On April 15, 2013, it was announced that FX Canada had acquired the exclusive domestic broadcast rights to air future episodes of soap operas All My Children and One Life to Live, which were rebooted through Hulu and iTunes in the United States. However, on May 17, 2013, almost three weeks since the premieres, and a day after Prospect Park announced a schedule change for both series that reduced each week's broadcasts to two episodes (from four), All My Children and One Life to Live were abruptly pulled from FX Canada's schedule. They were replaced by reruns of 30 Rock.

Rogers had tentatively planned to launch a Canadian version of FXX, the U.S. spinoff channel launched in September 2013 to which several FX comedy series moved. In the meantime, series that have moved to FXX continued to air on FX Canada.
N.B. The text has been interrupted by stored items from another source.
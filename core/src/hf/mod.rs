pub mod rhf;
pub(crate) mod utils;

use serde::{Deserialize, Serialize};

pub use rhf::{
    compute_density, compute_electronic_energy, compute_fock_matrix, diagonalize_fock,
    initial_density, is_converged, run_scf, run_scf_with_observer, OccupiedOrbitals,
    RestrictedHartreeFockOutput,
};

/// The configuration of an SCF calculation
#[derive(Clone, Debug, PartialEq, Serialize, Deserialize)]
#[serde(default)]
pub struct ScfConfig {
    /// the maximum number of iterations to try
    pub max_iterations: usize,
    /// if no entry of the density matrix changes by more than this between two
    /// iterations, the system is considered converged.
    pub epsilon: f64,
}

impl Default for ScfConfig {
    fn default() -> Self {
        Self {
            max_iterations: 30,
            epsilon: 1e-5,
        }
    }
}

/// One progress record, emitted once per SCF iteration.
///
/// The energy belongs to the density that *entered* the iteration, not the one
/// produced by it.
#[derive(Copy, Clone, Debug, PartialEq)]
pub struct ScfIteration {
    pub iteration: usize,
    pub electronic_energy: f64,
}

/// Everything that can go wrong during an SCF run. Nothing is retried - every
/// error aborts the run and is handed to the caller as is.
#[derive(Debug, thiserror::Error, PartialEq)]
pub enum ScfError {
    #[error("dimension mismatch in {what}: expected {expected}, found {found}")]
    DimensionMismatch {
        what: &'static str,
        expected: usize,
        found: usize,
    },
    #[error(transparent)]
    LinearAlgebra(#[from] LinearAlgebraError),
    #[error("scf did not converge after {iterations} iterations (last electronic energy: {last_energy:?})")]
    Convergence {
        iterations: usize,
        /// the energy of the last completed iteration, if there was one
        last_energy: Option<f64>,
    },
}

#[derive(Debug, thiserror::Error, PartialEq)]
pub enum LinearAlgebraError {
    #[error("overlap matrix is not positive definite (smallest eigenvalue {smallest_eigenvalue:e})")]
    OverlapNotPositiveDefinite { smallest_eigenvalue: f64 },
    #[error("{0} matrix contains non-finite entries")]
    NonFiniteMatrix(&'static str),
    #[error("symmetric eigensolver did not converge")]
    EigensolverDidNotConverge,
}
Originally planned for January 2014, the Canadian version of FXX eventually launched on April 1, 2014.

In October 2014, nearly three years after its launch, Bell Satellite TV reached a deal to carry FX Canada and FXX; they were added to its satellite and Fibe TV lineups on October 10, 2014. Bell was one of the most prominent television providers not to carry FX Canada - a fact regularly noted in promotions for the channel on its sibling networks. It was reported that the channel's incorporation into the revamped Hockey Night in Canada was an impetus for the deal.

In January 2015, the channel began referring to itself as FX, in addition to adopting the current logo used worldwide.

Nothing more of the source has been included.